Por la parte iraní, el representante principal en las negociaciones de Islamabad es el Presidente Mohammad Baqer Qalibaf, que también es miembro del comité de dirección provisional. A finales de marzo declaró que nunca había negociado con Estados Unidos, pero ahora se ha convertido en el negociador principal, el que ejecuta el acuerdo, así como el que lo formula.

En el "plan de diez puntos" propuesto por Irán, la versión persa incluye una declaración reconociendo el "enriquecimiento de uranio", mientras que la versión inglesa para uso externo omite esta frase; Trump afirmó que "no permitiría ningún enriquecimiento". La sumisión forzada nunca ha curado la "idolatría". La historia desde 1988 lo ha demostrado repetidamente.

George Weigel, en "Tranquillitas Ordinis," nombró a este mecanismo "sustituyendo el infinito" —es decir, tratando los arreglos políticos limitados como definitivos, destruyendo así la base sobre la que existe una comunidad política ordenada.

Considerar este alto el fuego como una victoria del poder estadounidense, o simplemente asumir que Irán inevitablemente incumplirá el contrato, es en realidad el mismo error: ambos tratan el juicio de un acuerdo limitado como un juicio final.

Aquellos que creen firmemente que la fuerza militar puede obligar a la obediencia, los "halcones" y aquellos que creen firmemente que la diplomacia puede cambiar las relaciones, las "palomas", son esencialmente espejos, ambos se niegan a reconocer un hecho: ninguna herramienta humana puede lograr la redención por sí sola.

La tradición nunca ha proporcionado tal certeza. Lo que exige es un camino más difícil.

En las Escrituras, el profeta siempre comienza con Israel. Porque solo el "pueblo del pacto" posee el concepto de identificar la "idolatría"; y cuando se niegan a aplicarse este concepto a sí mismos, su culpabilidad es aún mayor.
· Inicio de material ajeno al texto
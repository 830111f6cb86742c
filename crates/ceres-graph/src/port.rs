//! Runtime ports
//!
//! A port is a shared value cell instantiated from a [`PortDescriptor`] when
//! its node is added to a graph. Ports never point at other nodes directly:
//! a linked data input stores the [`PortAddress`] of its source output, and a
//! control output stores the [`NodeHandle`] of its successor.

use parking_lot::RwLock;

use crate::arena::NodeHandle;
use crate::conversion::{Compatibility, ConversionRegistry};
use crate::descriptor::PortDescriptor;
use crate::error::{CeresError, Result};
use crate::types::{PortCapacity, PortDirection, PortKind, PortType};
use crate::value::Value;

/// Location of a port: owning node + position in its port list
#[derive(Debug, Clone, Copy, PartialEq, Eq, Hash)]
pub struct PortAddress {
    pub node: NodeHandle,
    pub port: usize,
}

impl PortAddress {
    pub fn new(node: NodeHandle, port: usize) -> Self {
        Self { node, port }
    }
}

/// Source of a linked data input
#[derive(Debug, Clone)]
pub struct PortLink {
    pub source: PortAddress,
    pub compatibility: Compatibility,
}

impl PortLink {
    /// Apply the link's conversion to a value read from the source
    pub fn convert(&self, value: Value) -> Value {
        match &self.compatibility {
            Compatibility::Direct => value,
            Compatibility::Converted(convert) => convert(&value),
        }
    }
}

/// A single port slot on a node
#[derive(Debug)]
pub struct Port {
    name: String,
    index: usize,
    port_type: PortType,
    direction: PortDirection,
    capacity: PortCapacity,
    kind: PortKind,
    value: RwLock<Value>,
    link: Option<PortLink>,
    target: Option<NodeHandle>,
}

impl Port {
    /// Instantiate array slot `index` of a declared port
    pub fn new(descriptor: &PortDescriptor, index: usize) -> Self {
        Self {
            name: descriptor.name.clone(),
            index,
            port_type: descriptor.port_type.clone(),
            direction: descriptor.direction,
            capacity: descriptor.capacity,
            kind: descriptor.kind,
            value: RwLock::new(Value::default_for(&descriptor.port_type)),
            link: None,
            target: None,
        }
    }

    pub fn name(&self) -> &str {
        &self.name
    }

    /// Array slot
    pub fn index(&self) -> usize {
        self.index
    }

    pub fn port_type(&self) -> &PortType {
        &self.port_type
    }

    pub fn direction(&self) -> PortDirection {
        self.direction
    }

    pub fn capacity(&self) -> PortCapacity {
        self.capacity
    }

    pub fn kind(&self) -> PortKind {
        self.kind
    }

    pub fn is_control(&self) -> bool {
        self.kind == PortKind::Control
    }

    /// `name` or `name[index]` for log messages
    pub fn label(&self) -> String {
        if self.index == 0 {
            self.name.clone()
        } else {
            format!("{}[{}]", self.name, self.index)
        }
    }

    /// Locally stored value (ignores any link)
    pub fn local_value(&self) -> Value {
        self.value.read().clone()
    }

    /// Overwrite the locally stored value
    pub fn set_value(&self, value: Value) {
        *self.value.write() = value;
    }

    /// Reset to the declared type's default
    pub fn reset(&self) {
        self.set_value(Value::default_for(&self.port_type));
    }

    /// Source of this input, if linked
    pub fn link(&self) -> Option<&PortLink> {
        self.link.as_ref()
    }

    /// Successor of this control output, if linked
    pub fn target(&self) -> Option<NodeHandle> {
        self.target
    }

    /// Check that `output` may feed `input`
    ///
    /// Directions must be opposite and kinds equal. Data ports additionally
    /// need identical types, an `any` side, or a converter registered for
    /// `output type -> input type`.
    pub fn check_link(
        output: &Port,
        input: &Port,
        conversions: &ConversionRegistry,
    ) -> Result<Compatibility> {
        if output.direction != PortDirection::Output || input.direction != PortDirection::Input {
            return Err(CeresError::InvalidDirection {
                from: output.label(),
                to: input.label(),
            });
        }
        if output.kind != input.kind {
            return Err(CeresError::IncompatiblePorts {
                from: format!("{} ({:?})", output.label(), output.kind),
                to: format!("{} ({:?})", input.label(), input.kind),
            });
        }
        if output.is_control() {
            return Ok(Compatibility::Direct);
        }
        conversions
            .compatibility(&output.port_type, &input.port_type)
            .ok_or_else(|| CeresError::IncompatiblePorts {
                from: output.port_type.to_string(),
                to: input.port_type.to_string(),
            })
    }

    /// Make this input read from `source`; replaces an earlier link
    pub(crate) fn attach(&mut self, link: PortLink) -> Option<PortLink> {
        self.link.replace(link)
    }

    /// Make this control output resolve to `target`
    pub(crate) fn set_target(&mut self, target: NodeHandle) {
        self.target = Some(target);
    }

    pub(crate) fn clear_links(&mut self) {
        self.link = None;
        self.target = None;
    }
}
La proclamación de Amós comienza en Damasco, no por su justicia, sino porque la audiencia asentirá de acuerdo con la condenación del "otro" —luego se dirige a Judá, y luego a Israel, y la asintiendo se detiene.

Identificar el patrón común de los dos países significa usar estas herramientas de juicio en orden: primero señalar la propia "idolatría", luego juzgar al otro.

Esta tradición se llama "la disciplina del arrepentimiento", y tiene una forma práctica clara: ya sea en la iglesia, en la mesa de la cena o en charlas grupales inundadas de noticias, cuando se discute este alto el fuego, se debe comenzar con el "reconocimiento" —la retirada del PAIC fue el primer incumplimiento de contrato por parte de la parte que exige un nuevo pacto; la "Operación Martillo de Medianoche" encarna una creencia: que mientras la destrucción sea lo suficientemente exhaustiva, se puede establecer el orden; la guerra de cuarenta días, 1.665 muertes de civiles y 170 niños muertos en un solo ataque escolar, mientras que el punto de partida del conflicto —el tema del enriquecimiento de uranio— sigue sin resolverse. Antes de señalar los problemas de Teherán, primero reconozca estos hechos. Los problemas de Teherán no son menores, pero si los juicios siempre parten de los errores del otro, ya no son honestos.

La falta de fiabilidad del Irán se ha incluido desde hace tiempo en su teología institucional, y sigue siendo necesario examinar las condiciones de cesación del fuego. Pero una evaluación honesta de Estados Unidos debe ser lo primero. Solo identificando simultáneamente las dos formas de "idolatría" se puede entender la verdadera naturaleza de este arreglo, en lugar de tratarlo como una reafirmación de las posiciones existentes.

Esta cesación del fuego es esencialmente una ruina. También puede ser la única mesa de negociación que aún existe. La tradición de la guerra justa tiene una verdadera prioridad para la paz, lo que significa que las personas deben participar en este arreglo hueco en lugar de simplemente abandonarlo.

Agustín definió la paz como "la tranquilidad del orden". Y la realidad actual es una pausa de dos semanas mediada por Pakistán: sin texto común, sin verificación efectiva, ambas partes mantienen puntos de vista divergentes sobre el contenido del acuerdo. Las ruinas se pueden reparar, pero con la condición de que la gente no lo confunda con una gran catedral.